Tired but determined, the registrants sit in the corridors while waiting to be allowed upstairs

In the public hall where the registration counters are, Consulate staff who were done with the day’s transaction helped the OVR Team led by Consul Bob Quintin to arrange chairs in rows of 10, in preparation for seating the crowd downstairs.

Consul Quintin later confirmed that the crowd was as big as the one the previous Sunday when more than 900 people came to register, forcing staff to stay beyond 1am.


“Probably the same as last time,” Quintin said when asked about what time he expected to finish registering the batch that made it to the cut-off time of 4pm.

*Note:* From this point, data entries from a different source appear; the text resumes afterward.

//! In-memory session store, the test double for the persistence adapter.

use async_trait::async_trait;
use std::collections::HashMap;
use tokio::sync::Mutex;
use uuid::Uuid;

use super::{Session, SessionStore, hash_refresh_token};
use crate::error::StoreError;
use crate::unix_now;

/// Sessions keyed by refresh-token hash. Suitable for tests and local
/// development only; a process restart drops every session.
#[derive(Default)]
pub struct MemorySessionStore {
    inner: Mutex<HashMap<Vec<u8>, Session>>,
}

impl MemorySessionStore {
    #[must_use]
    pub fn new() -> Self {
        Self::default()
    }

    /// Number of live rows, for assertions in tests.
    pub async fn len(&self) -> usize {
        self.inner.lock().await.len()
    }

    pub async fn is_empty(&self) -> bool {
        self.inner.lock().await.is_empty()
    }
}

#[async_trait]
impl SessionStore for MemorySessionStore {
    async fn create(
        &self,
        identity_id: Uuid,
        refresh_token: &str,
        address: &str,
        ttl_seconds: i64,
    ) -> Result<Session, StoreError> {
        let token_hash = hash_refresh_token(refresh_token);
        let mut inner = self.inner.lock().await;
        if inner.contains_key(&token_hash) {
            return Err(StoreError::Conflict);
        }
        let now = unix_now();
        let session = Session {
            id: Uuid::new_v4(),
            identity_id,
            address: address.to_string(),
            created_at: now,
            expires_at: now + ttl_seconds,
        };
        inner.insert(token_hash, session.clone());
        Ok(session)
    }

    async fn find_by_refresh_token(
        &self,
        refresh_token: &str,
    ) -> Result<Option<Session>, StoreError> {
        let token_hash = hash_refresh_token(refresh_token);
        Ok(self.inner.lock().await.get(&token_hash).cloned())
    }

    async fn find_by_id(&self, id: Uuid) -> Result<Option<Session>, StoreError> {
        let inner = self.inner.lock().await;
        Ok(inner.values().find(|session| session.id == id).cloned())
    }

    async fn delete_by_refresh_token(&self, refresh_token: &str) -> Result<(), StoreError> {
        let token_hash = hash_refresh_token(refresh_token);
        self.inner.lock().await.remove(&token_hash);
        Ok(())
    }

    async fn delete_by_id(&self, id: Uuid) -> Result<(), StoreError> {
        let mut inner = self.inner.lock().await;
        inner.retain(|_, session| session.id != id);
        Ok(())
    }

    async fn list_by_identity(&self, identity_id: Uuid) -> Result<Vec<Session>, StoreError> {
        let inner = self.inner.lock().await;
        let mut sessions: Vec<Session> = inner
            .values()
            .filter(|session| session.identity_id == identity_id)
            .cloned()
            .collect();
        sessions.sort_by_key(|session| session.created_at);
        Ok(sessions)
    }
}

#[cfg(test)]
mod tests {
    use super::*;

    #[tokio::test]
    async fn create_then_find_then_delete() {
        let store = MemorySessionStore::new();
        let identity_id = Uuid::new_v4();

        let session = store
            .create(identity_id, "refresh-1", "203.0.113.7", 3_600)
            .await
            .unwrap();
        assert_eq!(session.identity_id, identity_id);
        assert_eq!(store.len().await, 1);

        let found = store.find_by_refresh_token("refresh-1").await.unwrap();
        assert_eq!(found, Some(session.clone()));
        assert_eq!(store.find_by_id(session.id).await.unwrap(), Some(session));

        store.delete_by_refresh_token("refresh-1").await.unwrap();
        assert!(store.is_empty().await);
        assert!(store.find_by_refresh_token("refresh-1").await.unwrap().is_none());
    }

    #[tokio::test]
    async fn duplicate_refresh_token_is_a_conflict() {
        let store = MemorySessionStore::new();
        store
            .create(Uuid::new_v4(), "dup", "203.0.113.7", 3_600)
            .await
            .unwrap();
        let err = store
            .create(Uuid::new_v4(), "dup", "203.0.113.8", 3_600)
            .await
            .unwrap_err();
        assert!(matches!(err, StoreError::Conflict));
    }

    #[tokio::test]
    async fn delete_is_idempotent() {
        let store = MemorySessionStore::new();
        store.delete_by_refresh_token("never-existed").await.unwrap();
        store.delete_by_id(Uuid::new_v4()).await.unwrap();
    }

    #[tokio::test]
    async fn lists_only_the_identitys_sessions() {
        let store = MemorySessionStore::new();
        let mine = Uuid::new_v4();
        let theirs = Uuid::new_v4();
        store.create(mine, "a", "203.0.113.7", 3_600).await.unwrap();
        store.create(mine, "b", "203.0.113.7", 3_600).await.unwrap();
        store.create(theirs, "c", "203.0.113.9", 3_600).await.unwrap();

        let sessions = store.list_by_identity(mine).await.unwrap();
        assert_eq!(sessions.len(), 2);
        assert!(sessions.iter().all(|session| session.identity_id == mine));
    }

    #[tokio::test]
    async fn negative_ttl_creates_an_already_expired_session() {
        let store = MemorySessionStore::new();
        let session = store
            .create(Uuid::new_v4(), "stale", "203.0.113.7", -10)
            .await
            .unwrap();
        assert!(session.expired_at(unix_now()));
        // Still present until the caller lazily deletes it.
        assert!(store.find_by_refresh_token("stale").await.unwrap().is_some());
    }
}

According to those who patiently lined up to enlist for the election, those in front of the queue had arrived as early as 3am. The early birds had to wait on the footbridge for the United Centre security to open the gates into the building.

A number came by on Saturday, hoping that the Consulate would be open for registration as in the past four weeks, but were told to return the next day.


Unlike in the past few weeks, no queuing numbers were provided to the registrants, but they were dispatched up to the Consulate in batches of 20, double the size in previous Sundays.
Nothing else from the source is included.